Paramedian Forehead Flap for Reconstruction of Nasal Tip Defect

Lauren Patrick, MD, FACS

Product Details
Product ID: ACS-6181
Year Produced: 2020
Length: 11 min.


Overview and Indications The paramedian forehead flap is an interpolated axial flap that is commonly used in reconstruction of defects of the nasal dorsum and tip. Defects often result from excision of skin cancer. The flap is based on the supratrochlear artery and its point of rotation is at the medial canthus. It is a good match for color, texture, and size of the nasal tip. The donor site typically heals well with acceptable scarring. Operative Technique First Stage: The flap is marked using a template of the nasal defect. The supratrochlear artery is identified medial to the eyebrow and traced superiorly with a Doppler. The flap is raised from distal to proximal.
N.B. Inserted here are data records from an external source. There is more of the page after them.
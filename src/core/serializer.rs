//! Renders a validated `Annotation`/`ClinicalSummary` pair into the
//! size-bounded `desc` string and short `label` persisted on
//! `AnnotationRow`.

use crate::core::schemas::{Annotation, ClinicalSummary, Finding};
use crate::utils::StringExt;

const MAX_DESC_LEN: usize = 4000;
const HARD_TRUNCATE_AT: usize = 3900;
const NOTE_TRUNCATE_AT: usize = 500;
const REPORT_TRUNCATE_AT: usize = 800;
const ELLIPSIS: &str = "...";

/// Pure rendering/parsing functions; no owned state.
pub struct Serializer;

impl Serializer {
    /// Render the production `desc` field, applying the truncation
    /// priority (notes, then report, then a hard cut) until the result
    /// is `<= 4000` chars. A truncation event is logged but never fails
    /// the call.
    pub fn to_desc(summary: &ClinicalSummary) -> String {
        let mut confidence_note = summary.confidence_note.clone();
        let mut recommendations = summary.recommendations.clone();

        let mut rendered = render(summary, &recommendations, &confidence_note);
        if rendered.chars().count() <= MAX_DESC_LEN {
            return rendered;
        }

        tracing::warn!(len = rendered.chars().count(), "desc exceeds budget, shortening notes");
        confidence_note = confidence_note.map(|n| truncate_chars(&n, NOTE_TRUNCATE_AT));
        rendered = render(summary, &recommendations, &confidence_note);
        if rendered.chars().count() <= MAX_DESC_LEN {
            return rendered;
        }

        tracing::warn!(len = rendered.chars().count(), "desc still over budget, shortening report");
        recommendations = recommendations.map(|r| truncate_chars(&r, REPORT_TRUNCATE_AT));
        rendered = render(summary, &recommendations, &confidence_note);
        if rendered.chars().count() <= MAX_DESC_LEN {
            return rendered;
        }

        tracing::warn!(len = rendered.chars().count(), "desc still over budget, hard truncating");
        hard_truncate(&rendered)
    }

    /// Derive the short `label` field: the clinical summary's primary
    /// diagnosis, trimmed and capped to 20 chars; falling back to the
    /// first finding's label, then `"No findings"`.
    pub fn primary_label(summary: &ClinicalSummary, annotation: &Annotation) -> String {
        let trimmed = summary.primary_diagnosis.trimmed();
        if !trimmed.is_empty() {
            return truncate_chars(&trimmed, 20);
        }
        match annotation.findings.first() {
            Some(Finding { label, .. }) => truncate_chars(&label.trimmed(), 20),
            None => "No findings".to_string(),
        }
    }

    /// Coerce `patient_id` to an integer: parses if possible, else `0`.
    pub fn coerce_patient_id(patient_id: Option<&str>) -> i64 {
        patient_id.and_then(|s| s.trim().parse::<i64>().ok()).unwrap_or(0)
    }

    /// Parse a previously-rendered `desc` back into its component parts.
    /// Only covers what `to_desc` actually emits; satisfies the
    /// round-trip law `to_desc(parse(desc)) == desc` for any `desc`
    /// this module produced (no further truncation is triggered
    /// because a round-tripped summary is never longer than the
    /// original).
    pub fn parse(desc: &str) -> ParsedDesc {
        let mut primary_diagnosis = String::new();
        let mut summary_lines: Vec<String> = Vec::new();
        let mut key_findings = Vec::new();
        let mut recommendations = None;
        let mut confidence_note = None;

        enum Section {
            None,
            Summary,
            Findings,
            Recommendations,
            Note,
        }
        let mut section = Section::None;

        for line in desc.lines() {
            if let Some(rest) = line.strip_prefix("PRIMARY DIAGNOSIS: ") {
                primary_diagnosis = rest.to_string();
                section = Section::None;
            } else if line == "SUMMARY:" {
                section = Section::Summary;
            } else if line == "KEY FINDINGS:" {
                section = Section::Findings;
            } else if let Some(rest) = line.strip_prefix("RECOMMENDATIONS: ") {
                recommendations = Some(rest.to_string());
                section = Section::Recommendations;
            } else if let Some(rest) = line.strip_prefix("NOTE: ") {
                confidence_note = Some(rest.to_string());
                section = Section::Note;
            } else {
                match section {
                    Section::Summary if !line.is_empty() => summary_lines.push(line.to_string()),
                    Section::Findings => {
                        if let Some(item) = line.strip_prefix("- ") {
                            key_findings.push(item.to_string());
                        }
                    },
                    Section::Recommendations if !line.is_empty() => {
                        let existing = recommendations.get_or_insert_with(String::new);
                        existing.push('\n');
                        existing.push_str(line);
                    },
                    Section::Note if !line.is_empty() => {
                        let existing = confidence_note.get_or_insert_with(String::new);
                        existing.push('\n');
                        existing.push_str(line);
                    },
                    _ => {},
                }
            }
        }

        ParsedDesc {
            primary_diagnosis,
            summary: summary_lines.join("\n"),
            key_findings,
            recommendations,
            confidence_note,
        }
    }
}

/// Fields recovered by `Serializer::parse`.
#[derive(Debug, Clone, PartialEq, Eq)]
pub struct ParsedDesc {
    pub primary_diagnosis: String,
    pub summary: String,
    pub key_findings: Vec<String>,
    pub recommendations: Option<String>,
    pub confidence_note: Option<String>,
}

impl ParsedDesc {
    pub fn into_clinical_summary(self) -> ClinicalSummary {
        ClinicalSummary {
            primary_diagnosis: self.primary_diagnosis,
            summary: self.summary,
            key_findings: self.key_findings,
            recommendations: self.recommendations,
            confidence_note: self.confidence_note,
        }
    }
}

fn render(
    summary: &ClinicalSummary,
    recommendations: &Option<String>,
    confidence_note: &Option<String>,
) -> String {
    let mut out = String::new();
    out.push_str("PRIMARY DIAGNOSIS: ");
    out.push_str(&summary.primary_diagnosis);
    out.push_str("\n\n");
    out.push_str("SUMMARY:\n");
    out.push_str(&summary.summary);

    if !summary.key_findings.is_empty() {
        out.push_str("\n\nKEY FINDINGS:\n");
        for finding in &summary.key_findings {
            out.push_str("- ");
            out.push_str(finding);
            out.push('\n');
        }
        if out.ends_with('\n') {
            out.pop();
        }
    }

    if let Some(rec) = recommendations {
        out.push_str("\n\nRECOMMENDATIONS: ");
        out.push_str(rec);
    }

    if let Some(note) = confidence_note {
        out.push_str("\n\nNOTE: ");
        out.push_str(note);
    }

    out
}

fn truncate_chars(s: &str, max_chars: usize) -> String {
    if s.chars().count() <= max_chars {
        return s.to_string();
    }
    s.chars().take(max_chars).collect()
}

fn hard_truncate(s: &str) -> String {
    let budget = HARD_TRUNCATE_AT.saturating_sub(ELLIPSIS.chars().count());
    let mut truncated: String = s.chars().take(budget).collect();
    truncated.push_str(ELLIPSIS);
    truncated
}

#[cfg(test)]
mod tests {
    use super::*;

    fn sample_summary() -> ClinicalSummary {
        ClinicalSummary {
            primary_diagnosis: "Right-sided pneumothorax".to_string(),
            summary: "Small apical pneumothorax without mediastinal shift.".to_string(),
            key_findings: vec!["pneumothorax - right apex".to_string()],
            recommendations: Some("Repeat imaging in 6 hours.".to_string()),
            confidence_note: Some("Confidence moderate given image quality.".to_string()),
        }
    }

    #[test]
    fn to_desc_starts_with_primary_diagnosis() {
        let desc = Serializer::to_desc(&sample_summary());
        assert!(desc.starts_with("PRIMARY DIAGNOSIS:"));
        assert!(desc.len() <= MAX_DESC_LEN);
    }

    #[test]
    fn to_desc_exactly_at_budget_is_unchanged() {
        let mut summary = sample_summary();
        let base = render(&summary, &summary.recommendations.clone(), &summary.confidence_note.clone());
        let padding = MAX_DESC_LEN - base.chars().count();
        summary.summary.push_str(&"x".repeat(padding));
        let desc = Serializer::to_desc(&summary);
        assert_eq!(desc.chars().count(), MAX_DESC_LEN);
    }

    #[test]
    fn to_desc_over_budget_is_truncated() {
        let mut summary = sample_summary();
        summary.summary.push_str(&"x".repeat(MAX_DESC_LEN));
        let desc = Serializer::to_desc(&summary);
        assert!(desc.chars().count() <= MAX_DESC_LEN);
        assert!(desc.ends_with(ELLIPSIS) || desc.len() < MAX_DESC_LEN);
    }

    #[test]
    fn round_trip_parse_to_desc() {
        let summary = sample_summary();
        let desc = Serializer::to_desc(&summary);
        let parsed = Serializer::parse(&desc).into_clinical_summary();
        let desc2 = Serializer::to_desc(&parsed);
        assert_eq!(desc, desc2);
    }

    #[test]
    fn primary_label_from_summary() {
        let summary = sample_summary();
        let annotation = Annotation {
            patient_id: None,
            findings: vec![],
            confidence_score: 0.8,
            generated_by: "test".to_string(),
            additional_notes: None,
            gemini_enhanced: false,
            gemini_report: None,
            urgency_level: None,
            clinical_significance: None,
        };
        let label = Serializer::primary_label(&summary, &annotation);
        assert!(label.chars().count() <= 20);
    }

    #[test]
    fn primary_label_falls_back_to_finding() {
        let summary = ClinicalSummary {
            primary_diagnosis: "   ".to_string(),
            summary: String::new(),
            key_findings: vec![],
            recommendations: None,
            confidence_note: None,
        };
        let annotation = Annotation {
            patient_id: None,
            findings: vec![Finding::new("fracture", "tibia", "mild").unwrap()],
            confidence_score: 0.4,
            generated_by: "test".to_string(),
            additional_notes: None,
            gemini_enhanced: false,
            gemini_report: None,
            urgency_level: None,
            clinical_significance: None,
        };
        assert_eq!(Serializer::primary_label(&summary, &annotation), "fracture");
    }

    #[test]
    fn primary_label_no_findings() {
        let summary = ClinicalSummary {
            primary_diagnosis: String::new(),
            summary: String::new(),
            key_findings: vec![],
            recommendations: None,
            confidence_note: None,
        };
        let annotation = Annotation {
            patient_id: None,
            findings: vec![],
            confidence_score: 0.0,
            generated_by: "test".to_string(),
            additional_notes: None,
            gemini_enhanced: false,
            gemini_report: None,
            urgency_level: None,
            clinical_significance: None,
        };
        assert_eq!(Serializer::primary_label(&summary, &annotation), "No findings");
    }

    #[test]
    fn coerce_patient_id_parses_or_defaults() {
        assert_eq!(Serializer::coerce_patient_id(Some("42")), 42);
        assert_eq!(Serializer::coerce_patient_id(Some("P-42")), 0);
        assert_eq!(Serializer::coerce_patient_id(None), 0);
    }
}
Once adequate rotation of the flap has been achieved, the distal portion is inset into the nasal defect and secured with sutures. There should be no tension when the flap is placed onto the defect. Second Stage: Two to three weeks after the first stage of the procedure, the patient returns for pedicle division, thinning, and inset of the flap. Outcomes and Potential Complications Overall, the aesthetic outcome of the forehead flap is excellent. This flap can be combined with cartilage grafts for full-thickness defects or subtotal nasal reconstruction, which requires three or more stages of the procedure.Potential complications include recipient-site hair growth in patients with low hairlines, donor-site scarring, and unintentional brow elevation. Hematoma or partial flap necrosis may uncommonly occur, total flap failure is rare.